“Um padre não deve casar para ter disponibilidade total para a Igreja”
Tarasse Goyvanyuk, 31 anos, nasceu na Ucrânia mas foi em Portugal, na paróquia de Samora Correia, que encontrou a sua casa. Jovem e de sorriso fácil, vai todos os meses a Fátima, é presença assídua no ginásio, não gosta de ver televisão e concentra todas as atenções nos deveres pastorais.

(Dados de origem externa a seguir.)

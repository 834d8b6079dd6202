//! Settings repository implementation
//!
//! Small key/value table for the signed-in session and sync bookkeeping.

use libsql::Connection;

use crate::error::{Error, Result};
use crate::remote::Session;

const KEY_SESSION_TOKEN: &str = "session_token";
const KEY_SESSION_EMAIL: &str = "session_email";
const KEY_LAST_SYNC_AT: &str = "last_sync_at";

/// Trait for settings storage operations (async)
#[allow(async_fn_in_trait)]
pub trait SettingsRepository {
    /// Load the persisted session, if any
    async fn load_session(&self) -> Result<Option<Session>>;

    async fn save_session(&self, session: &Session) -> Result<()>;

    async fn clear_session(&self) -> Result<()>;

    /// Completion time of the last successful pass (Unix ms)
    async fn last_sync_at(&self) -> Result<Option<i64>>;

    async fn set_last_sync_at(&self, timestamp: i64) -> Result<()>;
}

/// libSQL implementation of `SettingsRepository`
pub struct LibSqlSettingsRepository<'a> {
    conn: &'a Connection,
}

impl<'a> LibSqlSettingsRepository<'a> {
    /// Create a new repository with the given connection
    pub const fn new(conn: &'a Connection) -> Self {
        Self { conn }
    }
}

impl SettingsRepository for LibSqlSettingsRepository<'_> {
    async fn load_session(&self) -> Result<Option<Session>> {
        let token = self.get_setting(KEY_SESSION_TOKEN).await?;
        let email = self.get_setting(KEY_SESSION_EMAIL).await?;

        Ok(match (token, email) {
            (Some(token), Some(email)) if !token.trim().is_empty() => Some(Session { token, email }),
            _ => None,
        })
    }

    async fn save_session(&self, session: &Session) -> Result<()> {
        self.set_setting(KEY_SESSION_TOKEN, &session.token).await?;
        self.set_setting(KEY_SESSION_EMAIL, &session.email).await?;
        Ok(())
    }

    async fn clear_session(&self) -> Result<()> {
        self.conn
            .execute(
                "DELETE FROM settings WHERE key IN (?1, ?2)",
                [KEY_SESSION_TOKEN, KEY_SESSION_EMAIL],
            )
            .await?;
        Ok(())
    }

    async fn last_sync_at(&self) -> Result<Option<i64>> {
        let Some(value) = self.get_setting(KEY_LAST_SYNC_AT).await? else {
            return Ok(None);
        };
        value
            .parse()
            .map(Some)
            .map_err(|_| Error::Database(format!("invalid {KEY_LAST_SYNC_AT} value '{value}'")))
    }

    async fn set_last_sync_at(&self, timestamp: i64) -> Result<()> {
        self.set_setting(KEY_LAST_SYNC_AT, &timestamp.to_string())
            .await
    }
}

impl LibSqlSettingsRepository<'_> {
    async fn get_setting(&self, key: &str) -> Result<Option<String>> {
        let mut rows = self
            .conn
            .query("SELECT value FROM settings WHERE key = ?", [key])
            .await?;

        if let Some(row) = rows.next().await? {
            let value: String = row.get(0)?;
            Ok(Some(value))
        } else {
            Ok(None)
        }
    }

    async fn set_setting(&self, key: &str, value: &str) -> Result<()> {
        self.conn
            .execute(
                "INSERT OR REPLACE INTO settings (key, value) VALUES (?, ?)",
                [key, value],
            )
            .await?;
        Ok(())
    }
}
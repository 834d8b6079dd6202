//! Merging remote listings into the local store

use std::collections::{HashMap, HashSet};

use libsql::Connection;

use crate::db::{begin, finish, LibSqlLocalStore, LibSqlOperationLog, LocalStore, OperationLog};
use crate::error::Result;
use crate::models::{CodeFilter, Event, EventFilter, ScannedCode};

/// Remote events and the codes of each
#[derive(Debug, Clone, Default, PartialEq, Eq)]
pub struct RemoteSnapshot {
    pub events: Vec<Event>,
    pub codes: HashMap<String, Vec<ScannedCode>>,
}

/// What a merge changed
#[derive(Debug, Clone, Copy, Default, PartialEq, Eq)]
pub struct MergeReport {
    pub events_updated: usize,
    pub events_removed: usize,
    pub codes_updated: usize,
    pub codes_removed: usize,
    /// Events left alone because local work on them is still queued
    pub events_skipped: usize,
}

/// Merge a full remote snapshot in one transaction.
///
/// Entities with operations still in the log keep their local state, as do
/// temporary records. Confirmed local records the remote no longer has are
/// removed.
pub async fn apply_snapshot(conn: &Connection, snapshot: &RemoteSnapshot) -> Result<MergeReport> {
    begin(conn).await?;
    let result = apply_snapshot_in_tx(conn, snapshot).await;
    finish(conn, result).await
}

async fn apply_snapshot_in_tx(conn: &Connection, snapshot: &RemoteSnapshot) -> Result<MergeReport> {
    let store = LibSqlLocalStore::new(conn);
    let pending: HashSet<String> = LibSqlOperationLog::new(conn)
        .pending_entities()
        .await?
        .into_iter()
        .collect();
    let mut report = MergeReport::default();

    for remote in &snapshot.events {
        if pending.contains(&remote.id) {
            report.events_skipped += 1;
            continue;
        }

        let local = store.get_event(&remote.id).await?;
        if local.as_ref().is_some_and(|local| local.is_deleted) {
            report.events_skipped += 1;
            continue;
        }
        if local.as_ref().map_or(true, |local| local.revision <= remote.revision) {
            store
                .put_event(&Event {
                    is_deleted: false,
                    is_confirmed: true,
                    ..remote.clone()
                })
                .await?;
            report.events_updated += 1;
        }

        if let Some(codes) = snapshot.codes.get(&remote.id) {
            let (updated, removed) = merge_event_codes(&store, &remote.id, codes).await?;
            report.codes_updated += updated;
            report.codes_removed += removed;
        } else {
            store.refresh_event_count(&remote.id).await?;
        }
    }

    let remote_ids: HashSet<&str> = snapshot.events.iter().map(|event| event.id.as_str()).collect();
    for local in store.list_events(EventFilter::All).await? {
        if local.is_confirmed && !remote_ids.contains(local.id.as_str()) && !pending.contains(&local.id)
        {
            store.delete_event(&local.id).await?;
            report.events_removed += 1;
        }
    }

    Ok(report)
}

/// Merge the remote codes of one event; returns `(updated, removed)`.
///
/// Never lowers a revision and never reverts `processed`. Temporary codes
/// stay untouched.
pub async fn merge_event_codes(
    store: &LibSqlLocalStore<'_>,
    event_id: &str,
    remote_codes: &[ScannedCode],
) -> Result<(usize, usize)> {
    let mut updated = 0;

    for remote in remote_codes {
        let local = store.get_code(&remote.id).await?;
        if local.as_ref().is_some_and(|local| local.revision > remote.revision) {
            continue;
        }

        let mut merged = ScannedCode {
            event_id: event_id.to_string(),
            is_deleted: false,
            is_confirmed: true,
            ..remote.clone()
        };
        if let Some(local) = local.filter(|local| local.processed && !remote.processed) {
            merged.processed = true;
            merged.category = local.category;
            merged.summary = local.summary;
        }

        if local_differs(store, &merged).await? {
            store.put_code(&merged).await?;
            updated += 1;
        }
    }

    let remote_ids: HashSet<&str> = remote_codes.iter().map(|code| code.id.as_str()).collect();
    let mut removed = 0;
    for local in store
        .list_codes(&CodeFilter::for_event(event_id).with_deleted())
        .await?
    {
        if local.is_confirmed && !remote_ids.contains(local.id.as_str()) {
            store.delete_code(&local.id).await?;
            removed += 1;
        }
    }

    store.refresh_event_count(event_id).await?;
    Ok((updated, removed))
}

async fn local_differs(store: &LibSqlLocalStore<'_>, merged: &ScannedCode) -> Result<bool> {
    Ok(store.get_code(&merged.id).await?.as_ref() != Some(merged))
}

Fátima é a verdadeira casa dos católicos, portugueses e não só: é também a de Tarasse Goyvanyuk. O padre de 31 anos nasceu em Ivano-Frankivsk, na Ucrânia, mas há 10 anos que está em Portugal. Foi a Fátima pela primeira vez há dois anos, pelo 13 de Outubro, numa peregrinação de sete dias a pé a partir de Vila Viçosa. A experiência marcou-o tanto que volta lá todos os meses e mantém o sonho de um dia levar um grupo de paroquianos de Samora Correia consigo.
“Para uma peregrinação a sério não bastam dois dias, porque não dá para sentir o espírito de comunidade que se cria no seio do grupo. Dois dias é só para aquecer: a partir do quarto é que começamos a dar valor àquilo que passámos e às amizades que fazemos, que sei que ficarão para o resto da vida”, diz.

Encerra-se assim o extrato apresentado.